REQUIRED WORK
What is needed is an exact copy of the data that follows.

INFORMATION SUPPLIED
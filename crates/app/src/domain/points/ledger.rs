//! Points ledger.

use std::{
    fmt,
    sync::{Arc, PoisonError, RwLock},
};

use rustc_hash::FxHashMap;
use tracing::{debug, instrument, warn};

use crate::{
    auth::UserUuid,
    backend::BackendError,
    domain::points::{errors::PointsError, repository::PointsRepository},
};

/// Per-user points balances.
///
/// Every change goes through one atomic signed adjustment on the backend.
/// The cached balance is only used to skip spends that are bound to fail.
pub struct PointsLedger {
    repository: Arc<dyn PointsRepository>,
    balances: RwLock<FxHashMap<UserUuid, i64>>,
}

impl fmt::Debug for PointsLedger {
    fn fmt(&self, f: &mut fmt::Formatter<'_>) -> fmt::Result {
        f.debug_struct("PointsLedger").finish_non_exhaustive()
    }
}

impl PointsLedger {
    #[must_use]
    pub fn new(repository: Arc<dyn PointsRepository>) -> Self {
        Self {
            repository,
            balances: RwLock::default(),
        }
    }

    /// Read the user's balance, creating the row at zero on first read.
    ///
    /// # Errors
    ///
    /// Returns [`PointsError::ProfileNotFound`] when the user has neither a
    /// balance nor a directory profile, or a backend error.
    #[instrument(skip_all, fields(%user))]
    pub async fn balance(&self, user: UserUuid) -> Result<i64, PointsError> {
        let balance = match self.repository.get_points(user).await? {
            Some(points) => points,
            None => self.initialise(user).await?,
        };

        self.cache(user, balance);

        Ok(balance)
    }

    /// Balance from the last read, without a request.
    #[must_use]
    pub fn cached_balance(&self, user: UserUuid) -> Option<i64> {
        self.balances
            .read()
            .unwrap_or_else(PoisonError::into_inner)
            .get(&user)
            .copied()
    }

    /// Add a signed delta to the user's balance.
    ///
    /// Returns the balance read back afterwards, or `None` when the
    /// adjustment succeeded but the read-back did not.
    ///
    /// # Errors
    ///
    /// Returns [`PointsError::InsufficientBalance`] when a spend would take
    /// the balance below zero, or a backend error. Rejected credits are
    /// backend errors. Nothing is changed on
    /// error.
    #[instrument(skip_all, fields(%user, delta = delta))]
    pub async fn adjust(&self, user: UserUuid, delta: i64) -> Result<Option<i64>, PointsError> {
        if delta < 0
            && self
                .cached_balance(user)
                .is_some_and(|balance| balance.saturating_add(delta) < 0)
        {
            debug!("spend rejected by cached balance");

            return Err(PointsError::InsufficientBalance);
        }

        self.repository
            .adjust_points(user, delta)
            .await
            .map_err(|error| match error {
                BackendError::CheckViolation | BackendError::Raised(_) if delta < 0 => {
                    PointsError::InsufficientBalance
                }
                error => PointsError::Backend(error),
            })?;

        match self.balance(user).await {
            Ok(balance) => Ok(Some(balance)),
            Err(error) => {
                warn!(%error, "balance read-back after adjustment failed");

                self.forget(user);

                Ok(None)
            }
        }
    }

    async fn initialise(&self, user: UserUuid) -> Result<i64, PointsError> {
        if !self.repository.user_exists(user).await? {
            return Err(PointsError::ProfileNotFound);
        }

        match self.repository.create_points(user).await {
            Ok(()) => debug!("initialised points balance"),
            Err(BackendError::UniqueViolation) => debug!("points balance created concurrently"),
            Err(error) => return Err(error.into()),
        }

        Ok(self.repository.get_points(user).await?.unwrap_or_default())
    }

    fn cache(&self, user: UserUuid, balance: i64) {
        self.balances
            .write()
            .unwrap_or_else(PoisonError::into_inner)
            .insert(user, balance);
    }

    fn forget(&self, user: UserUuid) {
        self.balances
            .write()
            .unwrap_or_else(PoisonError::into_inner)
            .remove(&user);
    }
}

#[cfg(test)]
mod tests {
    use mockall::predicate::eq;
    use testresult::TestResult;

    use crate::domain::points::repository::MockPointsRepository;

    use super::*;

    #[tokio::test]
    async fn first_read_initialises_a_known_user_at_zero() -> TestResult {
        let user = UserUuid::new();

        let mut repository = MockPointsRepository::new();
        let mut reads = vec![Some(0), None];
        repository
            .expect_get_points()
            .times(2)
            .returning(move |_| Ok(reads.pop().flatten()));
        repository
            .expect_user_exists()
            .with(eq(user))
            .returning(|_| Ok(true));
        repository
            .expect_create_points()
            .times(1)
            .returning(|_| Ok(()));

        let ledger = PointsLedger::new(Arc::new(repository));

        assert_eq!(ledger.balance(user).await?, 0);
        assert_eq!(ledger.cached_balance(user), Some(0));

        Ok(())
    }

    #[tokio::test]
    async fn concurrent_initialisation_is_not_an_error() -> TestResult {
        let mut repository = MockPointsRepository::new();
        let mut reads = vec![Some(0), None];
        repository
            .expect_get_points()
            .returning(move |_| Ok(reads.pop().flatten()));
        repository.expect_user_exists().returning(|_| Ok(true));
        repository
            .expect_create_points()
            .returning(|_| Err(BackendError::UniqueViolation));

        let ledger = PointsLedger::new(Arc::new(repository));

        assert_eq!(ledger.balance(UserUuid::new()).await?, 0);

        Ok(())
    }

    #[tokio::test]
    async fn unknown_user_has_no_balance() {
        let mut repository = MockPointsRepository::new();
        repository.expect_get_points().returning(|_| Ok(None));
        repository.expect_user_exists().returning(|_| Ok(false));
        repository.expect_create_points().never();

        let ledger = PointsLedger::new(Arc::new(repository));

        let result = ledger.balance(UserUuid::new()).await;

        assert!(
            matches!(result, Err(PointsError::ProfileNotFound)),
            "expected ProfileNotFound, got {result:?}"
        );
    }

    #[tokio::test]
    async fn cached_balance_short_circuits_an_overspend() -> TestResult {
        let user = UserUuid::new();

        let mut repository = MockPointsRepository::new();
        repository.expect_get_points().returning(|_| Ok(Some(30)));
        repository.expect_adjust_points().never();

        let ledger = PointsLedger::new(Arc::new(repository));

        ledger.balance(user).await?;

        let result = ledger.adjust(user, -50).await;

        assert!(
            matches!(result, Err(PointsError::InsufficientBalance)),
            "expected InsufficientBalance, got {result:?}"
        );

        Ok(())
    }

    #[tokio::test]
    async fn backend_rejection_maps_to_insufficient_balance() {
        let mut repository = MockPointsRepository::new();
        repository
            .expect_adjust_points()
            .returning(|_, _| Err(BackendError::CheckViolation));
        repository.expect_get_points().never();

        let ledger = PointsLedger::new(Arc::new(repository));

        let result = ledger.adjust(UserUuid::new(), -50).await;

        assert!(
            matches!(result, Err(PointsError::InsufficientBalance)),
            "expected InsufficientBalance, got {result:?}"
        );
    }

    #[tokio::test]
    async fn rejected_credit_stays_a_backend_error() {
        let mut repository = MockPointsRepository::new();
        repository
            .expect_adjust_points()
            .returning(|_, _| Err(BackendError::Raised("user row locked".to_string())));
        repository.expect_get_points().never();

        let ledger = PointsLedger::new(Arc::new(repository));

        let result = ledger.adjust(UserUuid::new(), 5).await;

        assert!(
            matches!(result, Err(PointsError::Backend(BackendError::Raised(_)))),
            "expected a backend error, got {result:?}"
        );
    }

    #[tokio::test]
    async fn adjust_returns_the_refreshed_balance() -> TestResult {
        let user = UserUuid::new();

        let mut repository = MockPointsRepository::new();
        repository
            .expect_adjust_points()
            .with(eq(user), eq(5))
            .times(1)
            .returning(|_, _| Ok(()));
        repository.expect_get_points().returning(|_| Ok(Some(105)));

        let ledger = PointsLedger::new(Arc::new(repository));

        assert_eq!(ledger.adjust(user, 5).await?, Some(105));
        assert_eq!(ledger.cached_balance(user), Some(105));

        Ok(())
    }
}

SOLUTION TO THE PROBLEM
filename crates/app/src/domain/points/ledger.rs
//! Points ledger.

use std::{
    fmt,
    sync::{Arc, PoisonError, RwLock},
};

use rustc_hash::FxHashMap;
use tracing::{debug, instrument, warn};

use crate::{
    auth::UserUuid,
    backend::BackendError,
    domain::points::{errors::PointsError, repository::PointsRepository},
};

/// Per-user points balances.
///
/// Every change goes through one atomic signed adjustment on the backend.
/// The cached balance is only used to skip spends that are bound to fail.
pub struct PointsLedger {
    repository: Arc<dyn PointsRepository>,
    balances: RwLock<FxHashMap<UserUuid, i64>>,
}

impl fmt::Debug for PointsLedger {
    fn fmt(&self, f: &mut fmt::Formatter<'_>) -> fmt::Result {
        f.debug_struct("PointsLedger").finish_non_exhaustive()
    }
}

impl PointsLedger {
    #[must_use]
    pub fn new(repository: Arc<dyn PointsRepository>) -> Self {
        Self {
            repository,
            balances: RwLock::default(),
        }
    }

    /// Read the user's balance, creating the row at zero on first read.
    ///
    /// # Errors
    ///
    /// Returns [`PointsError::ProfileNotFound`] when the user has neither a
    /// balance nor a directory profile, or a backend error.
    #[instrument(skip_all, fields(%user))]
    pub async fn balance(&self, user: UserUuid) -> Result<i64, PointsError> {
        let balance = match self.repository.get_points(user).await? {
            Some(points) => points,
            None => self.initialise(user).await?,
        };

        self.cache(user, balance);

        Ok(balance)
    }

    /// Balance from the last read, without a request.
    #[must_use]
    pub fn cached_balance(&self, user: UserUuid) -> Option<i64> {
        self.balances
            .read()
            .unwrap_or_else(PoisonError::into_inner)
            .get(&user)
            .copied()
    }

    /// Add a signed delta to the user's balance.
    ///
    /// Returns the balance read back afterwards, or `None` when the
    /// adjustment succeeded but the read-back did not.
    ///
    /// # Errors
    ///
    /// Returns [`PointsError::InsufficientBalance`] when a spend would take
    /// the balance below zero, or a backend error. Rejected credits are
    /// backend errors. Nothing is changed on
    /// error.
    #[instrument(skip_all, fields(%user, delta = delta))]
    pub async fn adjust(&self, user: UserUuid, delta: i64) -> Result<Option<i64>, PointsError> {
        if delta < 0
            && self
                .cached_balance(user)
                .is_some_and(|balance| balance.saturating_add(delta) < 0)
        {
            debug!("spend rejected by cached balance");

            return Err(PointsError::InsufficientBalance);
        }

        self.repository
            .adjust_points(user, delta)
            .await
            .map_err(|error| match error {
                BackendError::CheckViolation | BackendError::Raised(_) if delta < 0 => {
                    PointsError::InsufficientBalance
                }
                error => PointsError::Backend(error),
            })?;

        match self.balance(user).await {
            Ok(balance) => Ok(Some(balance)),
            Err(error) => {
                warn!(%error, "balance read-back after adjustment failed");

                self.forget(user);

                Ok(None)
            }
        }
    }

    async fn initialise(&self, user: UserUuid) -> Result<i64, PointsError> {
        if !self.repository.user_exists(user).await? {
            return Err(PointsError::ProfileNotFound);
        }

        match self.repository.create_points(user).await {
            Ok(()) => debug!("initialised points balance"),
            Err(BackendError::UniqueViolation) => debug!("points balance created concurrently"),
            Err(error) => return Err(error.into()),
        }

        Ok(self.repository.get_points(user).await?.unwrap_or_default())
    }

    fn cache(&self, user: UserUuid, balance: i64) {
        self.balances
            .write()
            .unwrap_or_else(PoisonError::into_inner)
            .insert(user, balance);
    }

    fn forget(&self, user: UserUuid) {
        self.balances
            .write()
            .unwrap_or_else(PoisonError::into_inner)
            .remove(&user);
    }
}

#[cfg(test)]
mod tests {
    use mockall::predicate::eq;
    use testresult::TestResult;

    use crate::domain::points::repository::MockPointsRepository;

    use super::*;

    #[tokio::test]
    async fn first_read_initialises_a_known_user_at_zero() -> TestResult {
        let user = UserUuid::new();

        let mut repository = MockPointsRepository::new();
        let mut reads = vec![Some(0), None];
        repository
            .expect_get_points()
            .times(2)
            .returning(move |_| Ok(reads.pop().flatten()));
        repository
            .expect_user_exists()
            .with(eq(user))
            .returning(|_| Ok(true));
        repository
            .expect_create_points()
            .times(1)
            .returning(|_| Ok(()));

        let ledger = PointsLedger::new(Arc::new(repository));

        assert_eq!(ledger.balance(user).await?, 0);
        assert_eq!(ledger.cached_balance(user), Some(0));

        Ok(())
    }

    #[tokio::test]
    async fn concurrent_initialisation_is_not_an_error() -> TestResult {
        let mut repository = MockPointsRepository::new();
        let mut reads = vec![Some(0), None];
        repository
            .expect_get_points()
            .returning(move |_| Ok(reads.pop().flatten()));
        repository.expect_user_exists().returning(|_| Ok(true));
        repository
            .expect_create_points()
            .returning(|_| Err(BackendError::UniqueViolation));

        let ledger = PointsLedger::new(Arc::new(repository));

        assert_eq!(ledger.balance(UserUuid::new()).await?, 0);

        Ok(())
    }

    #[tokio::test]
    async fn unknown_user_has_no_balance() {
        let mut repository = MockPointsRepository::new();
        repository.expect_get_points().returning(|_| Ok(None));
        repository.expect_user_exists().returning(|_| Ok(false));
        repository.expect_create_points().never();

        let ledger = PointsLedger::new(Arc::new(repository));

        let result = ledger.balance(UserUuid::new()).await;

        assert!(
            matches!(result, Err(PointsError::ProfileNotFound)),
            "expected ProfileNotFound, got {result:?}"
        );
    }

    #[tokio::test]
    async fn cached_balance_short_circuits_an_overspend() -> TestResult {
        let user = UserUuid::new();

        let mut repository = MockPointsRepository::new();
        repository.expect_get_points().returning(|_| Ok(Some(30)));
        repository.expect_adjust_points().never();

        let ledger = PointsLedger::new(Arc::new(repository));

        ledger.balance(user).await?;

        let result = ledger.adjust(user, -50).await;

        assert!(
            matches!(result, Err(PointsError::InsufficientBalance)),
            "expected InsufficientBalance, got {result:?}"
        );

        Ok(())
    }

    #[tokio::test]
    async fn backend_rejection_maps_to_insufficient_balance() {
        let mut repository = MockPointsRepository::new();
        repository
            .expect_adjust_points()
            .returning(|_, _| Err(BackendError::CheckViolation));
        repository.expect_get_points().never();

        let ledger = PointsLedger::new(Arc::new(repository));

        let result = ledger.adjust(UserUuid::new(), -50).await;

        assert!(
            matches!(result, Err(PointsError::InsufficientBalance)),
            "expected InsufficientBalance, got {result:?}"
        );
    }

    #[tokio::test]
    async fn rejected_credit_stays_a_backend_error() {
        let mut repository = MockPointsRepository::new();
        repository
            .expect_adjust_points()
            .returning(|_, _| Err(BackendError::Raised("user row locked".to_string())));
        repository.expect_get_points().never();

        let ledger = PointsLedger::new(Arc::new(repository));

        let result = ledger.adjust(UserUuid::new(), 5).await;

        assert!(
            matches!(result, Err(PointsError::Backend(BackendError::Raised(_)))),
            "expected a backend error, got {result:?}"
        );
    }

    #[tokio::test]
    async fn adjust_returns_the_refreshed_balance() -> TestResult {
        let user = UserUuid::new();

        let mut repository = MockPointsRepository::new();
        repository
            .expect_adjust_points()
            .with(eq(user), eq(5))
            .times(1)
            .returning(|_, _| Ok(()));
        repository.expect_get_points().returning(|_| Ok(Some(105)));

        let ledger = PointsLedger::new(Arc::new(repository));

        assert_eq!(ledger.adjust(user, 5).await?, Some(105));
        assert_eq!(ledger.cached_balance(user), Some(105));

        Ok(())
    }
}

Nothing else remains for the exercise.